Let’s ask ourselves, what’s the basis of a fight? It’s not just two people disagreeing.  That happens all the time.  I mean, please, you have a guy and a girl together trying to make decisions. If you haven’t noticed guys and girls are completely different – staring from birth.

Look at what girls play with.  Dolls, horses and flowers. What do boys play with?  Guns, knives and guns with knives.   Basically anything that has to do with killing. Putting those two personalities together is going to cause problems.

So in a relationship there are a million decisions where disagreements will pop up.  Each one a potential landmine ready to blow your relationship into little bitty pieces.

But what makes a disagreement a fight? …When both parties have pride.

That pride is what makes you start to raise your voice.  It’s not about resolving the issue – it’s about being right.  It’s about winning the argument. With pride, winning comes before the relationship. 

Who cares about reconciliation at this point, it’s about proving them wrong and you right. Fights don’t have to start over important things like where to invest your 401K or who’s the best American Idol, but they can start over stupid stuff like who’s going to do the dishes or what color should the curtains be? And no, guys have no idea what the heck the color ‘taupe’ is.  It’s probably a made up word to try to confuse guys and make girls feel superior.

The fight is all about how much pride both people have during the fight.

So what do we do?

What should you do when you’re in the middle of a fight? Someone has to realize that winning at the argument is not the point – but pleasing God.

How do you do that?  Well someone has to take the lead and stop the fight and pray, out loud, about the fight. And in that prayer they have to set the example of killing their pride with humility and ask God for forgiveness about their pride and raising their voice and ask God to help you two speak to each other in love.

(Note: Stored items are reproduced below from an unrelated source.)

//! In-memory store.
//!
//! Each table sits behind its own `parking_lot::RwLock` and every port call
//! takes a table lock once, so each call is atomic on its own. The award
//! procedure is the one call that touches two tables; it always locks
//! `items` before `ledger`.

use async_trait::async_trait;
use dc_01_interactions::{InteractionEdge, InteractionKind, InteractionStore, Subject};
use dc_02_reports::{Report, ReportStore};
use dc_03_points::{AwardOutcome, AwardRecord, ItemCatalog, PointsBalance, PointsLedger};
use parking_lot::RwLock;
use shared_types::{Item, ItemId, StoreError, UserId};
use std::collections::{HashMap, HashSet};
use tracing::debug;

use crate::ledger::{BalanceRow, LedgerPolicy};
use crate::now_millis;
use crate::seed::ItemRegistry;

#[derive(Default)]
struct ReportTable {
    rows: Vec<Report>,
    /// Unique index on `(reporter, item)`.
    item_index: HashSet<(UserId, ItemId)>,
}

#[derive(Default)]
struct LedgerTables {
    awards: HashMap<ItemId, AwardRecord>,
    balances: HashMap<UserId, BalanceRow>,
}

/// All tables in process memory.
#[derive(Default)]
pub struct InMemoryStore {
    edges: RwLock<HashSet<InteractionEdge>>,
    reports: RwLock<ReportTable>,
    items: RwLock<HashMap<ItemId, Item>>,
    ledger: RwLock<LedgerTables>,
    policy: LedgerPolicy,
}

impl InMemoryStore {
    pub fn new(policy: LedgerPolicy) -> Self {
        Self {
            policy,
            ..Default::default()
        }
    }

    pub fn policy(&self) -> &LedgerPolicy {
        &self.policy
    }

    pub fn edge_count(&self) -> usize {
        self.edges.read().len()
    }

    pub fn report_count(&self) -> usize {
        self.reports.read().rows.len()
    }

    pub fn award_count(&self) -> usize {
        self.ledger.read().awards.len()
    }

    pub fn award_for(&self, item: &ItemId) -> Option<AwardRecord> {
        self.ledger.read().awards.get(item).cloned()
    }
}

#[async_trait]
impl InteractionStore for InMemoryStore {
    async fn edge_exists(&self, edge: &InteractionEdge) -> Result<bool, StoreError> {
        Ok(self.edges.read().contains(edge))
    }

    async fn insert_edge(&self, edge: &InteractionEdge) -> Result<(), StoreError> {
        if !self.edges.write().insert(edge.clone()) {
            return Err(StoreError::conflict("interaction_edges_pkey"));
        }
        Ok(())
    }

    async fn delete_edge(&self, edge: &InteractionEdge) -> Result<bool, StoreError> {
        Ok(self.edges.write().remove(edge))
    }

    async fn count_edges(
        &self,
        kind: InteractionKind,
        subject: &Subject,
    ) -> Result<u64, StoreError> {
        let edges = self.edges.read();
        Ok(edges
            .iter()
            .filter(|e| e.kind == kind && &e.subject == subject)
            .count() as u64)
    }
}

#[async_trait]
impl ReportStore for InMemoryStore {
    async fn has_item_report(&self, reporter: &UserId, item: &ItemId) -> Result<bool, StoreError> {
        Ok(self
            .reports
            .read()
            .item_index
            .contains(&(reporter.clone(), item.clone())))
    }

    async fn insert_report(&self, report: &Report) -> Result<(), StoreError> {
        let mut table = self.reports.write();
        if let Some(item) = report.target.item() {
            if !table
                .item_index
                .insert((report.reporter.clone(), item.clone()))
            {
                return Err(StoreError::conflict("reports_reporter_item_key"));
            }
        }
        table.rows.push(report.clone());
        Ok(())
    }
}

#[async_trait]
impl ItemCatalog for InMemoryStore {
    async fn get_item(&self, id: &ItemId) -> Result<Option<Item>, StoreError> {
        Ok(self.items.read().get(id).cloned())
    }
}

#[async_trait]
impl ItemRegistry for InMemoryStore {
    async fn upsert_item(&self, item: Item) -> Result<(), StoreError> {
        self.items.write().insert(item.id.clone(), item);
        Ok(())
    }
}

#[async_trait]
impl PointsLedger for InMemoryStore {
    async fn award_points_for_item(
        &self,
        giver: &UserId,
        item_id: &ItemId,
    ) -> Result<AwardOutcome, StoreError> {
        let items = self.items.read();
        let item = items
            .get(item_id)
            .ok_or_else(|| StoreError::NotFound(format!("item {item_id}")))?;
        if !item.is_owned_by(giver) {
            return Err(StoreError::Rejected(format!(
                "item {item_id} is not owned by {giver}"
            )));
        }
        if !item.status.is_given() {
            return Err(StoreError::Rejected(format!(
                "item {item_id} has status {}",
                item.status
            )));
        }

        let mut ledger = self.ledger.write();
        if ledger.awards.contains_key(item_id) {
            debug!(item = %item_id, "award already recorded");
            return Ok(AwardOutcome::AlreadyAwarded);
        }

        let points = self.policy.points_for(item);
        ledger.awards.insert(
            item_id.clone(),
            AwardRecord {
                item_id: item_id.clone(),
                giver_id: giver.clone(),
                points,
                campaign_id: item.campaign_id.clone(),
                awarded_at: now_millis(),
            },
        );
        let row = ledger.balances.entry(giver.clone()).or_default();
        *row = row.credit(points);
        Ok(AwardOutcome::Credited { points })
    }

    async fn balance(&self, user: &UserId) -> Result<PointsBalance, StoreError> {
        let row = self
            .ledger
            .read()
            .balances
            .get(user)
            .copied()
            .unwrap_or_default();
        Ok(self.policy.balance(user, row))
    }
}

Now hopefully the other person will follow suit and pray a similar prayer as well. This will get the pride out of the way and it won’t be about winning the argument anymore, but now it’s about submitting to God.  It becomes godly when glorifying God is the goal. That’s how you can turn a fight around and make it into something that glorifies Him.

And that’s why our curtains are taupe, with a pattern of semi-automatic rifles on them.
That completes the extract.